#### TASK INSTRUCTIONS:
Search the data below for "process"; list each line that holds it.

■ ■ ■ ■

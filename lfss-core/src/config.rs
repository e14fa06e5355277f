use std::path::PathBuf;

use serde::Deserialize;

/// The single injected configuration object named in the design notes:
/// every tunable (thresholds, pool sizes, DAV on/off...) flows through
/// here rather than through ad hoc env lookups scattered across
/// modules.
#[derive(Debug, Clone, Deserialize)]
#[serde(default)]
pub struct Config {
    pub data_home: PathBuf,
    pub external_dir: PathBuf,
    pub blob_large_threshold_bytes: u64,
    pub memory_file_cap_bytes: u64,
    pub stream_chunk_bytes: usize,
    pub reader_pool_size: usize,
    pub webdav_enabled: bool,
    pub debug: bool,
    pub disable_logging: bool,
    pub thumb_size: u32,
    pub thumb_db_path: PathBuf,
}

impl Default for Config {
    fn default() -> Self {
        let data_home = PathBuf::from("data");
        Config {
            external_dir: data_home.join("large_blobs"),
            thumb_db_path: data_home.join("thumbs.1.db"),
            data_home,
            blob_large_threshold_bytes: 1024 * 1024,
            memory_file_cap_bytes: 128 * 1024 * 1024,
            stream_chunk_bytes: 1024 * 1024,
            reader_pool_size: 4,
            webdav_enabled: false,
            debug: false,
            disable_logging: false,
            thumb_size: 256,
        }
    }
}

impl Config {
    /// Build from the environment variables named in the external
    /// interfaces: `LFSS_DATA`, `LFSS_LARGE_FILE`, `LFSS_WEBDAV`,
    /// `LFSS_DEBUG`, `DISABLE_LOGGING`.
    pub fn from_env() -> Self {
        let mut cfg = Config::default();

        if let Ok(v) = std::env::var("LFSS_DATA") {
            cfg.data_home = PathBuf::from(v);
            cfg.external_dir = cfg.data_home.join("large_blobs");
            cfg.thumb_db_path = cfg.data_home.join("thumbs.1.db");
        }
        if let Ok(v) = std::env::var("LFSS_LARGE_FILE") {
            if let Ok(n) = v.parse() {
                cfg.blob_large_threshold_bytes = n;
            }
        }
        if let Ok(v) = std::env::var("LFSS_WEBDAV") {
            cfg.webdav_enabled = parse_bool(&v);
        }
        if let Ok(v) = std::env::var("LFSS_DEBUG") {
            cfg.debug = parse_bool(&v);
        }
        if let Ok(v) = std::env::var("DISABLE_LOGGING") {
            cfg.disable_logging = parse_bool(&v);
        }
        cfg
    }

    pub fn index_db_path(&self) -> PathBuf {
        self.data_home.join("index.db")
    }

    pub fn blobs_db_path(&self) -> PathBuf {
        self.data_home.join("blobs.db")
    }

    pub fn lock_db_path(&self) -> PathBuf {
        self.data_home.join("lock.db")
    }
}

fn parse_bool(v: &str) -> bool {
    matches!(v.trim().to_ascii_lowercase().as_str(), "1" | "true" | "yes" | "on")
}
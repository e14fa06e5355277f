use serde::{Deserialize, Serialize};

use lfss_core::types::{AccessLevel, FileReadPermission, FileRecord, UserRecord};

#[derive(Debug, Serialize)]
pub struct FileRecordDto {
    pub url: String,
    pub owner_id: u64,
    pub file_id: String,
    pub file_size: u64,
    pub create_time: chrono::DateTime<chrono::Utc>,
    pub access_time: chrono::DateTime<chrono::Utc>,
    pub permission: FileReadPermission,
    pub external: bool,
    pub mime_type: String,
}

impl From<FileRecord> for FileRecordDto {
    fn from(r: FileRecord) -> Self {
        FileRecordDto {
            url: r.url,
            owner_id: r.owner_id,
            file_id: r.file_id,
            file_size: r.file_size,
            create_time: r.create_time,
            access_time: r.access_time,
            permission: r.permission,
            external: r.external,
            mime_type: r.mime_type,
        }
    }
}

#[derive(Debug, Serialize)]
pub struct UserRecordDto {
    pub id: u64,
    pub username: String,
    pub is_admin: bool,
    pub create_time: chrono::DateTime<chrono::Utc>,
    pub last_active: chrono::DateTime<chrono::Utc>,
    pub max_storage: u64,
    pub permission: FileReadPermission,
}

impl From<UserRecord> for UserRecordDto {
    fn from(u: UserRecord) -> Self {
        UserRecordDto {
            id: u.id,
            username: u.username,
            is_admin: u.is_admin,
            create_time: u.create_time,
            last_active: u.last_active,
            max_storage: u.max_storage,
            permission: u.permission,
        }
    }
}

#[derive(Debug, Deserialize)]
pub struct GetQuery {
    #[serde(default)]
    pub thumb: bool,
    #[serde(default)]
    pub download: bool,
}

#[derive(Debug, Deserialize)]
pub struct PutQuery {
    #[serde(default)]
    pub permission: Option<u8>,
    #[serde(default)]
    pub conflict: Option<String>,
}

#[derive(Debug, Deserialize)]
pub struct MetaQuery {
    pub path: String,
}

#[derive(Debug, Deserialize)]
pub struct SetPermRequest {
    pub path: String,
    pub permission: u8,
}

#[derive(Debug, Deserialize)]
pub struct MoveCopyQuery {
    pub src: String,
    pub dst: String,
}

#[derive(Debug, Deserialize)]
pub struct BundleQuery {
    pub path: String,
}

#[derive(Debug, Deserialize)]
pub struct CountFilesQuery {
    pub path: String,
    #[serde(default)]
    pub flat: bool,
}

#[derive(Debug, Deserialize)]
pub struct ListFilesQuery {
    pub path: String,
    #[serde(default)]
    pub offset: u64,
    #[serde(default = "default_limit")]
    pub limit: u64,
    #[serde(default = "default_order_by")]
    pub order_by: String,
    #[serde(default)]
    pub desc: bool,
    #[serde(default)]
    pub flat: bool,
}

fn default_limit() -> u64 {
    1000
}

fn default_order_by() -> String {
    "url".to_string()
}

#[derive(Debug, Deserialize)]
pub struct ListDirsQuery {
    pub path: String,
    #[serde(default)]
    pub offset: u64,
    #[serde(default = "default_limit")]
    pub limit: u64,
    #[serde(default)]
    pub desc: bool,
}

#[derive(Debug, Deserialize)]
pub struct GetMultipleRequest {
    pub urls: Vec<String>,
    #[serde(default)]
    pub skip_content: bool,
}

#[derive(Debug, Serialize)]
pub struct GetMultipleEntry {
    pub record: Option<FileRecordDto>,
    pub content: Option<String>,
}

#[derive(Debug, Deserialize)]
pub struct UserQuery {
    #[serde(default)]
    pub prefix: Option<String>,
}

#[derive(Debug, Deserialize)]
pub struct AddUserRequest {
    pub username: String,
    pub password: String,
    #[serde(default)]
    pub max_storage: u64,
    #[serde(default)]
    pub permission: FileReadPermission,
}

#[derive(Debug, Deserialize)]
pub struct AddVirtualUserRequest {
    #[serde(default)]
    pub max_storage: u64,
    #[serde(default)]
    pub permission: FileReadPermission,
    #[serde(default)]
    pub ttl_seconds: Option<i64>,
    /// Batch peer grant grammar, e.g. `"READ:alice,bob;WRITE:carol"` —
    /// parsed by `parse_peer_list` and applied after creation.
    #[serde(default)]
    pub peers: Option<String>,
}

#[derive(Debug, Serialize)]
pub struct AddVirtualUserResponse {
    pub user: UserRecordDto,
    pub token: String,
}

#[derive(Debug, Deserialize)]
pub struct UpdateUserRequest {
    pub username: String,
    #[serde(default)]
    pub password: Option<String>,
    #[serde(default)]
    pub max_storage: Option<u64>,
    #[serde(default)]
    pub permission: Option<FileReadPermission>,
}

#[derive(Debug, Deserialize)]
pub struct DeleteUserRequest {
    pub username: String,
}

#[derive(Debug, Deserialize)]
pub struct SetPeerRequest {
    pub src: String,
    pub dst: String,
    pub level: AccessLevel,
}

#[derive(Debug, Serialize)]
pub struct StorageResponse {
    pub used: u64,
    pub quota: u64,
}
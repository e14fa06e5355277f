use crate::error::LfssError;
use crate::types::{DirConfig, WEBDAV_KEEP_FILE};

/// Validate a file URL against the invariants in the data model: no
/// leading/trailing slash, no segment starting with `_` or `.`, no
/// segment containing `'"\*`, no empty segments, and a non-empty
/// first segment (the owning username). The two system-reserved
/// marker filenames (directory config, WebDAV `MKCOL` placeholder)
/// are exempt from the dotfile rule — they're written internally,
/// never by a caller-supplied path.
pub fn validate_file_url(url: &str) -> Result<(), LfssError> {
    if url.is_empty() || url.ends_with('/') || url.starts_with('/') {
        return Err(LfssError::InvalidPath(url.to_string()));
    }
    if url.ends_with(DirConfig::FILE_NAME) || url.ends_with(WEBDAV_KEEP_FILE) {
        return validate_common_allow_dotfile(url);
    }
    validate_common(url)
}

/// Same as [`validate_file_url`] but permits (in fact requires) a
/// trailing slash, for directory paths.
pub fn validate_dir_url(url: &str) -> Result<(), LfssError> {
    if !url.ends_with('/') || url.starts_with('/') {
        return Err(LfssError::InvalidPath(url.to_string()));
    }
    if url == "/" {
        return Err(LfssError::InvalidPath(url.to_string()));
    }
    validate_common(url.trim_end_matches('/'))
}

fn validate_common(url: &str) -> Result<(), LfssError> {
    validate_segments(url, false)
}

fn validate_common_allow_dotfile(url: &str) -> Result<(), LfssError> {
    validate_segments(url, true)
}

fn validate_segments(url: &str, last_segment_may_be_dotfile: bool) -> Result<(), LfssError> {
    const FORBIDDEN: &[char] = &['\'', '"', '\\', '*'];
    let segments: Vec<&str> = url.split('/').collect();
    let last = segments.len().saturating_sub(1);
    for (i, seg) in segments.iter().enumerate() {
        if seg.is_empty() {
            return Err(LfssError::InvalidPath(url.to_string()));
        }
        let is_reserved_last = last_segment_may_be_dotfile && i == last;
        if !is_reserved_last && (seg.starts_with('_') || seg.starts_with('.')) {
            return Err(LfssError::InvalidPath(url.to_string()));
        }
        if seg.chars().any(|c| FORBIDDEN.contains(&c)) {
            return Err(LfssError::InvalidPath(url.to_string()));
        }
        if !is_reserved_last && seg.chars().all(|c| c == '.') {
            return Err(LfssError::InvalidPath(url.to_string()));
        }
    }
    Ok(())
}

pub fn validate_username(username: &str) -> Result<(), LfssError> {
    if username.is_empty() || username.len() > 255 {
        return Err(LfssError::InvalidInput(format!("bad username: {username}")));
    }
    if username.starts_with('/') || username.starts_with('_') {
        return Err(LfssError::InvalidInput(format!("bad username: {username}")));
    }
    // virtual users are explicitly allowed to start with `.v-`.
    if username.starts_with('.') && !username.starts_with(".v-") {
        return Err(LfssError::InvalidInput(format!("bad username: {username}")));
    }
    Ok(())
}

pub fn first_segment(url: &str) -> &str {
    url.split('/').next().unwrap_or(url)
}

/// Escape `%` and `_` for a SQL `LIKE` prefix scan.
pub fn escape_like_prefix(s: &str) -> String {
    s.replace('\\', "\\\\").replace('%', "\\%").replace('_', "\\_")
}

#[cfg(test)]
mod tests {
    use super::*;

    #[test]
    fn rejects_leading_trailing_slash() {
        assert!(validate_file_url("/alice/a.txt").is_err());
        assert!(validate_file_url("alice/a.txt/").is_err());
    }

    #[test]
    fn rejects_dotfile_and_underscore_segments() {
        assert!(validate_file_url("alice/.git/config").is_err());
        assert!(validate_file_url("alice/_private/x").is_err());
    }

    #[test]
    fn rejects_forbidden_characters() {
        assert!(validate_file_url("alice/a*b.txt").is_err());
        assert!(validate_file_url("alice/a\"b.txt").is_err());
    }

    #[test]
    fn accepts_plain_path() {
        assert!(validate_file_url("alice/docs/report.pdf").is_ok());
    }

    #[test]
    fn escapes_like_specials() {
        assert_eq!(escape_like_prefix("a_b%c"), "a\\_b\\%c");
    }
}
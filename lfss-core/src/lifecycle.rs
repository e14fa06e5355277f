use std::sync::Arc;

use bytes::Bytes;
use chrono::Utc;
use futures::Stream;
use uuid::Uuid;

use crate::directory;
use crate::engine::Engine;
use crate::error::{LfssError, LfssResult};
use crate::metadata::{files, users};
use crate::path::{first_segment, validate_dir_url, validate_file_url};
use crate::permission::{check_file_read_permission, check_path_permission};
use crate::pool::{NoHook, TransactionHook};
use crate::types::{AccessLevel, ByteRange, FileReadPermission, FileRecord, UserRecord};

/// Accumulates external-blob file-ids to unlink, applying them only
/// after the surrounding transaction commits — the deferred-cleanup
/// hook of §4.1, implemented as fire-and-forget background tasks so
/// the transaction's critical section stays short.
pub struct DeferredCleanupHook {
    engine: Arc<Engine>,
    pending: Vec<String>,
}

impl DeferredCleanupHook {
    pub fn new(engine: Arc<Engine>) -> Self {
        DeferredCleanupHook { engine, pending: Vec::new() }
    }

    pub fn schedule_unlink(&mut self, file_id: impl Into<String>) {
        self.pending.push(file_id.into());
    }
}

impl TransactionHook for DeferredCleanupHook {
    fn on_commit(self) {
        if self.pending.is_empty() {
            return;
        }
        let engine = self.engine;
        let ids = self.pending;
        tokio::spawn(async move {
            for id in ids {
                if let Err(e) = engine.blobs.unlink_external(&id).await {
                    tracing::warn!(file_id = %id, error = %e, "deferred external blob unlink failed");
                }
            }
        });
    }
}

/// The sentinel id-0 user representing unauthenticated access.
pub fn guest() -> UserRecord {
    UserRecord {
        id: UserRecord::GUEST_ID,
        username: String::new(),
        credential: String::new(),
        is_admin: false,
        create_time: Utc::now(),
        last_active: Utc::now(),
        max_storage: 0,
        permission: FileReadPermission::Unset,
    }
}

/// Resolves the effective access level for `user` at `path`, folding
/// in directory-config overrides along the ancestor chain.
pub async fn effective_access(
    engine: &Engine,
    path: &str,
    user: &UserRecord,
    file_at_path: Option<&FileRecord>,
) -> LfssResult<AccessLevel> {
    let dir_configs = directory::resolve_dir_configs(engine, path).await?;
    let mut cursor = engine.pool.read_cursor().await;
    let path_owned = path.to_string();
    let user_owned = user.clone();
    let file_owned = file_at_path.cloned();
    cursor
        .with(move |conn| {
            check_path_permission(conn, &path_owned, &user_owned, file_owned.as_ref(), &dir_configs)
                .map_err(|e| to_sqlite_err(e))
        })
        .await
}

fn to_sqlite_err(e: LfssError) -> rusqlite::Error {
    rusqlite::Error::InvalidParameterName(e.to_string())
}

async fn get_record(engine: &Engine, url: &str) -> LfssResult<Option<FileRecord>> {
    let url = url.to_string();
    let mut cursor = engine.pool.read_cursor().await;
    cursor.with(move |conn| files::get_file_record(conn, &url)).await
}

async fn get_user(engine: &Engine, username: &str) -> LfssResult<Option<UserRecord>> {
    let username = username.to_string();
    let mut cursor = engine.pool.read_cursor().await;
    cursor.with(move |conn| users::get_user_by_username(conn, &username)).await
}

/// Read the full byte payload of a file record, inline or external.
pub async fn read_record_bytes(engine: &Engine, rec: &FileRecord) -> LfssResult<Bytes> {
    if rec.external {
        engine.blobs.read_external_range(&rec.file_id, 0, rec.file_size).await
    } else {
        let file_id = rec.file_id.clone();
        let mut cursor = engine.pool.read_cursor().await;
        let data = cursor
            .with(move |conn| crate::blob::read_inline_blob(conn, &file_id))
            .await?;
        Ok(Bytes::from(data.unwrap_or_default()))
    }
}

type BoxedByteStream = std::pin::Pin<Box<dyn Stream<Item = LfssResult<Bytes>> + Send>>;

/// Stream a file's bytes within `[start, end)`.
pub async fn stream_record_range(
    engine: Arc<Engine>,
    rec: FileRecord,
    range: ByteRange,
) -> LfssResult<(u64, u64, BoxedByteStream)> {
    let (start, end) = range.resolve(rec.file_size);
    if start > end || (start > 0 && start >= rec.file_size) {
        return Err(LfssError::InvalidRange);
    }
    if rec.external {
        let stream = engine.blobs.stream_external_range(&rec.file_id, start, end);
        Ok((start, end, Box::pin(stream)))
    } else {
        let bytes = read_record_bytes(&engine, &rec).await?;
        let slice = bytes.slice(start as usize..end as usize);
        Ok((start, end, Box::pin(futures::stream::once(async move { Ok(slice) }))))
    }
}
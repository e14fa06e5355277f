use std::collections::HashMap;
use std::sync::{Arc, Mutex};
use std::time::Duration;

use chrono::{DateTime, Utc};
use tokio::sync::mpsc;
use tokio::task::JoinHandle;

use crate::metadata::files;
use crate::metadata::users;
use crate::pool::{ConnectionPool, NoHook};

const MIN_DELAY: Duration = Duration::from_millis(200);
const MAX_WAIT: Duration = Duration::from_secs(2);

/// Debounced last-active / file-access-time flushing (supplemented
/// from `_set_all_active`/`_log_all_access` in the original): updates
/// collect in a small in-process queue and are flushed on a min-delay
/// timer, briefly acquiring the writer, instead of taking the writer
/// lock on every single request.
///
/// Senders and join handles sit behind plain `Mutex`es rather than
/// `&mut self` so `shutdown` can be called through the shared `Engine`
/// handle every caller already holds, instead of needing exclusive
/// access right when the process is tearing down.
pub struct DebounceQueues {
    last_active_tx: Mutex<Option<mpsc::UnboundedSender<(u64, DateTime<Utc>)>>>,
    access_time_tx: Mutex<Option<mpsc::UnboundedSender<(String, DateTime<Utc>)>>>,
    last_active_task: Mutex<Option<JoinHandle<()>>>,
    access_time_task: Mutex<Option<JoinHandle<()>>>,
}

impl DebounceQueues {
    pub fn spawn(pool: Arc<ConnectionPool>) -> Self {
        let (la_tx, la_rx) = mpsc::unbounded_channel();
        let (at_tx, at_rx) = mpsc::unbounded_channel();

        let last_active_task = tokio::spawn(run_last_active_flusher(pool.clone(), la_rx));
        let access_time_task = tokio::spawn(run_access_time_flusher(pool, at_rx));

        DebounceQueues {
            last_active_tx: Mutex::new(Some(la_tx)),
            access_time_tx: Mutex::new(Some(at_tx)),
            last_active_task: Mutex::new(Some(last_active_task)),
            access_time_task: Mutex::new(Some(access_time_task)),
        }
    }

    pub fn touch_last_active(&self, user_id: u64) {
        if let Some(tx) = self.last_active_tx.lock().unwrap().as_ref() {
            let _ = tx.send((user_id, Utc::now()));
        }
    }

    pub fn touch_access_time(&self, url: String) {
        if let Some(tx) = self.access_time_tx.lock().unwrap().as_ref() {
            let _ = tx.send((url, Utc::now()));
        }
    }

    /// Closes both queues and waits for their flusher tasks to drain
    /// and exit, so shutdown never drops a pending update.
    pub async fn shutdown(&self) {
        self.last_active_tx.lock().unwrap().take();
        self.access_time_tx.lock().unwrap().take();
        let la_task = self.last_active_task.lock().unwrap().take();
        let at_task = self.access_time_task.lock().unwrap().take();
        if let Some(h) = la_task {
            let _ = h.await;
        }
        if let Some(h) = at_task {
            let _ = h.await;
        }
    }
}

async fn run_last_active_flusher(pool: Arc<ConnectionPool>, mut rx: mpsc::UnboundedReceiver<(u64, DateTime<Utc>)>) {
    let mut pending: HashMap<u64, DateTime<Utc>> = HashMap::new();
    let mut ticker = tokio::time::interval(MIN_DELAY);
    loop {
        tokio::select! {
            item = rx.recv() => {
                match item {
                    Some((id, at)) => { pending.insert(id, at); }
                    None => { flush_last_active(&pool, &mut pending).await; return; }
                }
            }
            _ = ticker.tick() => {
                flush_last_active(&pool, &mut pending).await;
            }
        }
    }
}

async fn flush_last_active(pool: &ConnectionPool, pending: &mut HashMap<u64, DateTime<Utc>>) {
    if pending.is_empty() {
        return;
    }
    let batch: Vec<(u64, DateTime<Utc>)> = pending.drain().collect();
    let _ = pool
        .transaction(NoHook, move |conn, _hook| {
            for (id, at) in &batch {
                users::set_last_active(conn, *id, *at)?;
            }
            Ok(())
        })
        .await;
}

async fn run_access_time_flusher(pool: Arc<ConnectionPool>, mut rx: mpsc::UnboundedReceiver<(String, DateTime<Utc>)>) {
    let mut pending: HashMap<String, DateTime<Utc>> = HashMap::new();
    let mut ticker = tokio::time::interval(MIN_DELAY.max(Duration::from_millis(1)).min(MAX_WAIT));
    loop {
        tokio::select! {
            item = rx.recv() => {
                match item {
                    Some((url, at)) => { pending.insert(url, at); }
                    None => { flush_access_time(&pool, &mut pending).await; return; }
                }
            }
            _ = ticker.tick() => {
                flush_access_time(&pool, &mut pending).await;
            }
        }
    }
}

async fn flush_access_time(pool: &ConnectionPool, pending: &mut HashMap<String, DateTime<Utc>>) {
    if pending.is_empty() {
        return;
    }
    let batch: Vec<(String, DateTime<Utc>)> = pending.drain().collect();
    let _ = pool
        .transaction(NoHook, move |conn, _hook| {
            for (url, _at) in &batch {
                files::touch_access_time(conn, url)?;
            }
            Ok(())
        })
        .await;
}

■ ■ ■ ■

#### THE ANSWER:
/// collect in a small in-process queue and are flushed on a min-delay
/// access right when the process is tearing down.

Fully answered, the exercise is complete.